I've got your truth right here
Ok, so here's what I've learned from this site so far..... about 90% of the "women" on here are hypocritical, self-absorbed liars.... and at least 99% are sad, sorry little girls barely even old enough to know what a real date is. If there is one thing I can take from this site, it's the knowledge that most of you "women", (yes, I am using quotation marks for a reason) are looking for the same thing... and probably the same thing they just broke up with... Some pretty-boy douchbag with a jacked up truck and white framed sunglasses. Tell you what, just make it easier on yourselves and wear a tight shirt that says "I'm easy, now please take me home and treat me like garbage" Tell the truth. Let guys know that your not looking for "a smart, sesitive guy", or "Mr. right". Tell guys your looking for someone who measure up to whatever man meat is gracing the screen on whatever soap opera your watching while you sit and wallow in your own pool of washed up self-esteem. Or maybe you have and you've already popped out a kid or 4, in which case.... wow. You're on the path for a sad awakening. Chris.

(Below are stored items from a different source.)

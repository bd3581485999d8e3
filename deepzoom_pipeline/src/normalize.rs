use anyhow::{Context, Result};
use deepzoom_core::{DeepZoomError, NormalizePlan, TileConfig};
use deepzoom_image::{Anchor, FillColor, ImageEngine, Raster};

/// The working image of a job, ready for the level loop.
#[derive(Debug, Clone)]
pub struct NormalizedSource {
	pub raster: Raster,
	pub plan: NormalizePlan,
	/// Side length of the working square, `tile_size × 2^pow`.
	pub working_size: u32,
}

/// Bring a rotated source to the working size of `config`.
///
/// A shrunk source is anchored top-left, a padded one is centred. Both fill with transparent
/// pixels. A source that already matches is passed through without copying.
pub fn normalize_source(engine: &dyn ImageEngine, source: &Raster, config: &TileConfig) -> Result<NormalizedSource> {
	let (width, height) = source.dimensions();
	let plan = NormalizePlan::new(width, height, config)?;
	let working_size = u32::try_from(config.working_size())
		.map_err(|_| DeepZoomError::invalid_parameter(format!("working size {} is too large", config.working_size())))?;

	log::debug!("normalizing {width}x{height} with {config}: {plan:?}");

	let raster = match plan {
		NormalizePlan::Keep => source.clone(),
		NormalizePlan::Shrink { size } => engine
			.resize_contain(source, size, size, Anchor::TopLeft, FillColor::TRANSPARENT)
			.with_context(|| format!("shrinking {width}x{height} source to {size}x{size}"))?,
		NormalizePlan::Pad(padding) => engine
			.extend_pad(source, &padding, FillColor::TRANSPARENT)
			.with_context(|| format!("padding {width}x{height} source by {padding:?}"))?,
	};

	Ok(NormalizedSource {
		raster,
		plan,
		working_size,
	})
}
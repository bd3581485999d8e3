//! Rendering pipeline of deep zoom pyramids.
//!
//! A [`PyramidJob`] takes one source image through normalization, planning and the level loop.
//! Levels are rendered one at a time and handed to the [`TileScheduler`], which cuts and writes
//! tiles on a bounded pool of blocking workers. [`JobQueue`] runs several jobs in sequence.

mod job;
mod layout;
mod level_renderer;
mod normalize;
mod queue;
mod scheduler;
mod tile_writer;

pub use job::{JobParameters, JobReport, PyramidJob};
pub use layout::OutputLayout;
pub use level_renderer::LevelRenderer;
pub use normalize::{NormalizedSource, normalize_source};
pub use queue::JobQueue;
pub use scheduler::{SchedulerSummary, TileFailure, TileJob, TileScheduler, TileWorker};
pub use tile_writer::PngTileWriter;
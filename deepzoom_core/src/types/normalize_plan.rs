//! How a rotated source image becomes the square working image
//!
//! After tile size resolution the source has to match the working size `tile × 2^pow`. A source
//! larger than that is shrunk to fit, a smaller one is padded with transparent pixels and centred.
//! A source that already matches is used as is.

use crate::{DeepZoomError, TileConfig};
use anyhow::Result;

/// Transparent margins added around an image.
#[derive(Debug, Clone, Copy, PartialEq, Eq, Default)]
pub struct Padding {
	pub top: u32,
	pub bottom: u32,
	pub left: u32,
	pub right: u32,
}

impl Padding {
	/// Margins that centre a `width × height` image on a `size × size` canvas.
	///
	/// An odd remainder puts the extra pixel on the top and left side.
	pub fn centered(width: u32, height: u32, size: u32) -> Padding {
		let horizontal = size.saturating_sub(width);
		let vertical = size.saturating_sub(height);
		Padding {
			top: vertical.div_ceil(2),
			bottom: vertical / 2,
			left: horizontal.div_ceil(2),
			right: horizontal / 2,
		}
	}

	/// Size of a `width × height` image after padding.
	pub fn apply_to(&self, width: u32, height: u32) -> (u32, u32) {
		(width + self.left + self.right, height + self.top + self.bottom)
	}

	pub fn is_empty(&self) -> bool {
		*self == Padding::default()
	}
}

/// The operation that turns the rotated source into the working image.
#[derive(Debug, Clone, Copy, PartialEq, Eq)]
pub enum NormalizePlan {
	/// The longer side already equals the working size.
	Keep,
	/// Shrink to fit into a `size × size` square, anchored top-left, remainder transparent.
	Shrink { size: u32 },
	/// Pad with transparent margins to a square of the working size.
	Pad(Padding),
}

impl NormalizePlan {
	/// Plan the normalization of a rotated `width × height` source.
	///
	/// # Errors
	/// Returns [`DeepZoomError::InvalidParameter`] if the working size does not fit into `u32`.
	pub fn new(width: u32, height: u32, config: &TileConfig) -> Result<NormalizePlan> {
		let full_size = width.max(height);
		let working_size = u32::try_from(config.working_size()).map_err(|_| {
			DeepZoomError::invalid_parameter(format!("working size {} is too large", config.working_size()))
		})?;

		Ok(if working_size == full_size {
			NormalizePlan::Keep
		} else if working_size < full_size {
			NormalizePlan::Shrink { size: working_size }
		} else {
			NormalizePlan::Pad(Padding::centered(width, height, working_size))
		})
	}

	/// Dimensions of the image after the plan has been applied.
	///
	/// A kept source is not squared yet; that happens when level 0 is rendered.
	pub fn output_size(&self, width: u32, height: u32) -> (u32, u32) {
		match self {
			NormalizePlan::Keep => (width, height),
			NormalizePlan::Shrink { size } => (*size, *size),
			NormalizePlan::Pad(padding) => padding.apply_to(width, height),
		}
	}
}

#[cfg(test)]
mod tests {
	use super::*;
	use rstest::rstest;

	fn config(tile_size: u32, zoom_level_pow: u32, full_size: u32) -> TileConfig {
		TileConfig {
			tile_size,
			zoom_level_pow,
			difference: (u64::from(tile_size) << zoom_level_pow).abs_diff(u64::from(full_size)),
		}
	}

	#[rstest]
	#[case(1000, 600)]
	#[case(1000, 601)]
	#[case(999, 1000)]
	#[case(1024, 1024)]
	#[case(1, 1)]
	fn test_centered(#[case] width: u32, #[case] height: u32) {
		let padding = Padding::centered(width, height, 1024);
		assert_eq!(padding.left + padding.right, 1024 - width);
		assert_eq!(padding.top + padding.bottom, 1024 - height);
		assert!(padding.left - padding.right <= 1);
		assert!(padding.top - padding.bottom <= 1);
		assert_eq!(padding.apply_to(width, height), (1024, 1024));
	}

	#[test]
	fn test_centered_odd() {
		let padding = Padding::centered(999, 1000, 1024);
		assert_eq!(
			padding,
			Padding {
				top: 12,
				bottom: 12,
				left: 13,
				right: 12
			}
		);
	}

	#[test]
	fn test_plan_keep() {
		let plan = NormalizePlan::new(1000, 600, &config(250, 2, 1000)).unwrap();
		assert_eq!(plan, NormalizePlan::Keep);
		assert_eq!(plan.output_size(1000, 600), (1000, 600));
	}

	#[test]
	fn test_plan_shrink() {
		let plan = NormalizePlan::new(1200, 900, &config(256, 2, 1200)).unwrap();
		assert_eq!(plan, NormalizePlan::Shrink { size: 1024 });
		assert_eq!(plan.output_size(1200, 900), (1024, 1024));
	}

	#[test]
	fn test_plan_pad() {
		let plan = NormalizePlan::new(1000, 600, &config(256, 2, 1000)).unwrap();
		assert_eq!(
			plan,
			NormalizePlan::Pad(Padding {
				top: 212,
				bottom: 212,
				left: 12,
				right: 12
			})
		);
		assert_eq!(plan.output_size(1000, 600), (1024, 1024));
	}

	#[test]
	fn test_plan_too_large() {
		assert!(NormalizePlan::new(10, 10, &config(u32::MAX, 1, 10)).is_err());
	}
}
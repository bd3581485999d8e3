//! Zoom levels and tile counts of a pyramid
//!
//! Level `z` is a square raster of `tile_size × 2^z` pixels, cut into `2^z × 2^z` tiles. The
//! working image supports `pow + 1` levels; the deepest of them is the working size itself.
//!
//! ```
//! use deepzoom_core::PyramidPlan;
//!
//! let plan = PyramidPlan::new(250, 1000, 0, None).unwrap();
//! assert_eq!(plan.levels().collect::<Vec<_>>(), [0, 1, 2]);
//! assert_eq!(plan.total_tile_count(), 1 + 4 + 16);
//! ```

use crate::{DeepZoomError, Manifest, TileCoord};
use anyhow::Result;
use std::ops::RangeInclusive;

#[derive(Debug, Clone, Copy, PartialEq, Eq)]
pub struct PyramidPlan {
	pub tile_size: u32,
	pub min_zoom: u8,
	pub max_zoom: u8,
}

impl PyramidPlan {
	/// Plan the pyramid for a working image of `working_size` pixels.
	///
	/// The requested max zoom is capped to the deepest level the working image supports.
	///
	/// # Errors
	/// Returns [`DeepZoomError::InvalidParameter`] if the working size is not `tile_size` times a
	/// power of two, or if `min_zoom` exceeds the effective max zoom.
	pub fn new(tile_size: u32, working_size: u32, min_zoom: u8, max_zoom: Option<u8>) -> Result<PyramidPlan> {
		let natural = Self::natural_zoom_levels(tile_size, working_size)?;
		let max_zoom = max_zoom.unwrap_or(natural).min(natural - 1);
		if min_zoom > max_zoom {
			return Err(DeepZoomError::invalid_parameter(format!(
				"min zoom {min_zoom} exceeds max zoom {max_zoom}"
			))
			.into());
		}
		Ok(PyramidPlan {
			tile_size,
			min_zoom,
			max_zoom,
		})
	}

	/// Number of levels a working image of `working_size` pixels supports: `pow + 1`.
	pub fn natural_zoom_levels(tile_size: u32, working_size: u32) -> Result<u8> {
		if tile_size == 0 || working_size % tile_size != 0 || !(working_size / tile_size).is_power_of_two() {
			return Err(DeepZoomError::invalid_parameter(format!(
				"working size {working_size} is not tile size {tile_size} times a power of two"
			))
			.into());
		}
		Ok((working_size / tile_size).trailing_zeros() as u8 + 1)
	}

	pub fn levels(&self) -> RangeInclusive<u8> {
		self.min_zoom..=self.max_zoom
	}

	/// Side length of the level raster in pixels.
	pub fn level_size(&self, level: u8) -> u32 {
		self.tile_size << level
	}

	pub fn tiles_per_side(&self, level: u8) -> u32 {
		TileCoord::tiles_per_side(level)
	}

	pub fn tile_count(&self, level: u8) -> u64 {
		let side = u64::from(self.tiles_per_side(level));
		side * side
	}

	/// Sum of `4^z` over all planned levels.
	pub fn total_tile_count(&self) -> u64 {
		self.levels().map(|level| self.tile_count(level)).sum()
	}

	pub fn manifest(&self) -> Manifest {
		Manifest {
			tile_size: self.tile_size,
			min_zoom: self.min_zoom,
			max_zoom: self.max_zoom,
		}
	}
}

#[cfg(test)]
mod tests {
	use super::*;
	use crate::ErrorKind;
	use rstest::rstest;

	#[rstest]
	#[case(256, 256, 1)]
	#[case(256, 1024, 3)]
	#[case(250, 1000, 3)]
	#[case(1, 1 << 20, 21)]
	fn test_natural_levels(#[case] tile_size: u32, #[case] working_size: u32, #[case] levels: u8) {
		assert_eq!(PyramidPlan::natural_zoom_levels(tile_size, working_size).unwrap(), levels);
	}

	#[rstest]
	#[case(256, 1000)]
	#[case(256, 768)]
	#[case(0, 256)]
	fn test_natural_levels_invalid(#[case] tile_size: u32, #[case] working_size: u32) {
		let error = PyramidPlan::natural_zoom_levels(tile_size, working_size).unwrap_err();
		assert_eq!(DeepZoomError::kind_of(&error), Some(ErrorKind::InvalidParameter));
	}

	#[rstest]
	#[case(0, None, 0, 2, 21)]
	#[case(0, Some(1), 0, 1, 5)]
	#[case(0, Some(9), 0, 2, 21)]
	#[case(1, None, 1, 2, 20)]
	#[case(2, Some(2), 2, 2, 16)]
	fn test_zoom_range(
		#[case] min_zoom: u8,
		#[case] max_zoom: Option<u8>,
		#[case] expected_min: u8,
		#[case] expected_max: u8,
		#[case] total: u64,
	) {
		let plan = PyramidPlan::new(256, 1024, min_zoom, max_zoom).unwrap();
		assert_eq!((plan.min_zoom, plan.max_zoom), (expected_min, expected_max));
		assert_eq!(plan.total_tile_count(), total);
	}

	#[rstest]
	#[case(2, Some(1))]
	#[case(3, None)]
	fn test_min_above_max(#[case] min_zoom: u8, #[case] max_zoom: Option<u8>) {
		let error = PyramidPlan::new(256, 1024, min_zoom, max_zoom).unwrap_err();
		assert_eq!(DeepZoomError::kind_of(&error), Some(ErrorKind::InvalidParameter));
	}

	#[test]
	fn test_level_geometry() {
		let plan = PyramidPlan::new(256, 1024, 0, None).unwrap();
		assert_eq!(plan.level_size(0), 256);
		assert_eq!(plan.level_size(2), 1024);
		assert_eq!(plan.tiles_per_side(2), 4);
		assert_eq!(plan.tile_count(2), 16);
		assert_eq!(plan.level_size(plan.max_zoom), 1024);
	}

	#[test]
	fn test_single_level() {
		let plan = PyramidPlan::new(300, 300, 0, None).unwrap();
		assert_eq!(plan.levels().collect::<Vec<_>>(), [0]);
		assert_eq!(plan.total_tile_count(), 1);
	}
}
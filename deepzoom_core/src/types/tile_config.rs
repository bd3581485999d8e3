use std::{fmt, ops::RangeInclusive};

/// The outcome of tile size resolution.
///
/// `tile_size × 2^zoom_level_pow` is the working size: the side length of the square every
/// source image is normalized to before the pyramid is cut.
#[derive(Debug, Clone, Copy, PartialEq, Eq)]
pub struct TileConfig {
	pub tile_size: u32,
	pub zoom_level_pow: u32,
	/// Absolute distance between the working size and the longer source side.
	pub difference: u64,
}

impl TileConfig {
	/// The working size as a 64 bit value, since it may exceed the source dimensions.
	pub fn working_size(&self) -> u64 {
		u64::from(self.tile_size) << self.zoom_level_pow
	}

	/// The best grow and shrink candidates for a single tile size.
	///
	/// Growing picks the smallest pow whose working size reaches `full_size`. Shrinking picks the
	/// largest pow whose working size stays below it, and is missing when a single tile already
	/// covers `full_size`.
	pub fn grow_and_shrink(tile_size: u32, full_size: u32) -> (TileConfig, Option<TileConfig>) {
		let tile = u64::from(tile_size);
		let full = u64::from(full_size);

		// 2^pow >= full / tile  <=>  2^pow >= ceil(full / tile)
		let ratio = full.div_ceil(tile).max(1);
		let grow_pow = ratio.next_power_of_two().trailing_zeros();
		let grow = TileConfig {
			tile_size,
			zoom_level_pow: grow_pow,
			difference: (tile << grow_pow) - full,
		};

		// grow_pow is minimal, so one step down is the largest size below full
		let shrink = (grow_pow > 0).then(|| TileConfig {
			tile_size,
			zoom_level_pow: grow_pow - 1,
			difference: full - (tile << (grow_pow - 1)),
		});

		(grow, shrink)
	}

	/// The best configuration for a fixed tile size, picked with the same policy as range
	/// resolution uses.
	pub fn best_for(tile_size: u32, full_size: u32) -> TileConfig {
		let (grow, shrink) = Self::grow_and_shrink(tile_size, full_size);
		choose(Some(grow), shrink).unwrap_or(grow)
	}
}

/// Pick between the best upscaling and the best downscaling candidate.
///
/// Upscaling is preferred whenever its overshoot is at most one tile. Otherwise the candidate
/// with the smaller difference wins, ties going to upscaling.
pub(crate) fn choose(grow: Option<TileConfig>, shrink: Option<TileConfig>) -> Option<TileConfig> {
	match (grow, shrink) {
		(Some(grow), Some(shrink)) => {
			if grow.difference <= u64::from(grow.tile_size) || grow.difference <= shrink.difference {
				Some(grow)
			} else {
				Some(shrink)
			}
		}
		(grow, shrink) => grow.or(shrink),
	}
}

impl fmt::Display for TileConfig {
	fn fmt(&self, f: &mut fmt::Formatter<'_>) -> fmt::Result {
		write!(
			f,
			"tile size {} × 2^{} = {} (difference {})",
			self.tile_size,
			self.zoom_level_pow,
			self.working_size(),
			self.difference
		)
	}
}

/// Inclusive range of acceptable tile sizes.
#[derive(Debug, Clone, Copy, PartialEq, Eq)]
pub struct TileSizeRange {
	pub min: u32,
	pub max: u32,
}

impl TileSizeRange {
	pub const fn new(min: u32, max: u32) -> Self {
		Self { min, max }
	}

	/// A range is degenerate when it holds no usable tile size.
	pub fn is_degenerate(&self) -> bool {
		self.min == 0 || self.min > self.max
	}

	/// All tile sizes of the range, largest first.
	pub fn descending(&self) -> impl Iterator<Item = u32> {
		let range: RangeInclusive<u32> = if self.is_degenerate() { 1..=0 } else { self.min..=self.max };
		range.rev()
	}
}

impl Default for TileSizeRange {
	fn default() -> Self {
		Self::new(200, 300)
	}
}

impl fmt::Display for TileSizeRange {
	fn fmt(&self, f: &mut fmt::Formatter<'_>) -> fmt::Result {
		write!(f, "{}..={}", self.min, self.max)
	}
}
use serde::{Deserialize, Serialize};

/// Metadata written next to the tiles as `config.json`.
///
/// ```
/// use deepzoom_core::Manifest;
///
/// let manifest = Manifest { tile_size: 256, min_zoom: 0, max_zoom: 3 };
/// assert!(manifest.to_json_string().unwrap().contains("\"tileSize\": 256"));
/// ```
#[derive(Debug, Clone, Copy, PartialEq, Eq, Serialize, Deserialize)]
#[serde(rename_all = "camelCase", deny_unknown_fields)]
pub struct Manifest {
	pub tile_size: u32,
	pub min_zoom: u8,
	pub max_zoom: u8,
}

impl Manifest {
	pub const FILE_NAME: &'static str = "config.json";

	/// Pretty printed JSON with a trailing newline.
	pub fn to_json_string(&self) -> serde_json::Result<String> {
		let mut text = serde_json::to_string_pretty(self)?;
		text.push('\n');
		Ok(text)
	}

	pub fn from_json_str(text: &str) -> serde_json::Result<Manifest> {
		serde_json::from_str(text)
	}
}
//! # deepzoom
//!
//! Cuts large raster images into deep zoom tile pyramids:
//!
//! ```text
//! output/<map>/config.json          {"tileSize": 256, "minZoom": 0, "maxZoom": 4}
//! output/<map>/<z>/<x>/<y>.png
//! ```
//!
//! Level `z` is the source image scaled to `tileSize × 2^z` pixels and cut into `2^z × 2^z`
//! tiles. The tile size is picked from a range so that the deepest level matches the source as
//! closely as possible.
//!
//! ## Usage Example
//!
//! ```no_run
//! use deepzoom::{
//!     core::EventBus,
//!     image::DynamicImageEngine,
//!     pipeline::{JobParameters, PyramidJob},
//! };
//! use std::sync::Arc;
//!
//! #[tokio::main]
//! async fn main() -> anyhow::Result<()> {
//!     let parameters = JobParameters::new("scans/berlin.tif", "berlin");
//!     let job = PyramidJob::new(parameters, Arc::new(DynamicImageEngine::new()), EventBus::new());
//!     let report = job.run().await?;
//!     println!("{} tiles written", report.tiles_written);
//!     Ok(())
//! }
//! ```

pub mod config;
pub mod input;

pub use deepzoom_core as core;
pub use deepzoom_image as image;
pub use deepzoom_pipeline as pipeline;
use crate::{OutputLayout, TileJob, TileWorker};
use anyhow::{Context, Result};
use deepzoom_image::ImageEngine;
use std::sync::Arc;

/// Cuts a tile out of its level raster and writes it as `<z>/<x>/<y>.png`.
///
/// The column directories must exist, see [`OutputLayout::create_level_dirs`].
pub struct PngTileWriter {
	engine: Arc<dyn ImageEngine>,
	layout: OutputLayout,
}

impl PngTileWriter {
	pub fn new(engine: Arc<dyn ImageEngine>, layout: OutputLayout) -> Self {
		Self { engine, layout }
	}
}

impl TileWorker for PngTileWriter {
	fn process(&self, job: &TileJob) -> Result<()> {
		let (left, top) = job.coord.pixel_offset(job.tile_size);
		let tile = self
			.engine
			.extract(&job.raster, left, top, job.tile_size, job.tile_size)
			.with_context(|| format!("extracting tile {}", job.coord))?;

		let path = self.layout.tile_path(&job.coord);
		self.engine
			.encode_to_file(&tile, &path)
			.with_context(|| format!("writing tile {}", job.coord))?;
		log::trace!("wrote {path:?}");
		Ok(())
	}
}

Chris, I'm not saying this ad contains a lot of whine, but half my readers just drunken-dialed their ex-boyfriends and the other half are crying about a dog that died twelve years ago.
Chris is angry because no one responded to his initial personal ad. Which made him post an angrier personal ad, which even fewer women responded to, which led him to post this ad that, ironically, plenty of women are responding to. Unfortunately for Chris, I just assembled those responses into a 1,233 page manuscript titled "A Complete World History of Euphemisms for Needy, Small-Cocked and Desperate Losers," and sold it to Bantam Books for $1.3 million.
Women don't want men with jacked-up trucks and white sunglasses, Chris. If that was true, your insecure ass would be driving down to Sunglass Hut in your new lifted Ford Ranger. But inside that Ford Ranger would be the same hyper-jealous, needy fuckstick that doesn't have any motivation, calls his girlfriend 2,000 times a day to check up on her, can't make a decision for himself, and wants nothing more to spend the rest of his life inside his mother's aging, distended womb. And then you'd complain that women only like guys with tattoos and Porsches.
Here's a clue: most women would like a guy in a 1977 AMC Gremlin carrying a My Pretty Pony lunchpail if only he was a man and not a bitch to wipe the floor with.
What I think you need most is a frosted bear cookie, some warm milk, and a little nappypoo. And many WWHM'ers agree, seeing as how I've gotten this ad 5 times from my readers. That's nearly as many times I've gotten chlamydia from my readers, so readers, please stop sleeping with the WWHM personal ad posters. My season pass to the free clinic expires tomorrow.
If you really feel women are on a path to a sad awakening Chris, then I'm guessing you're already at the destination?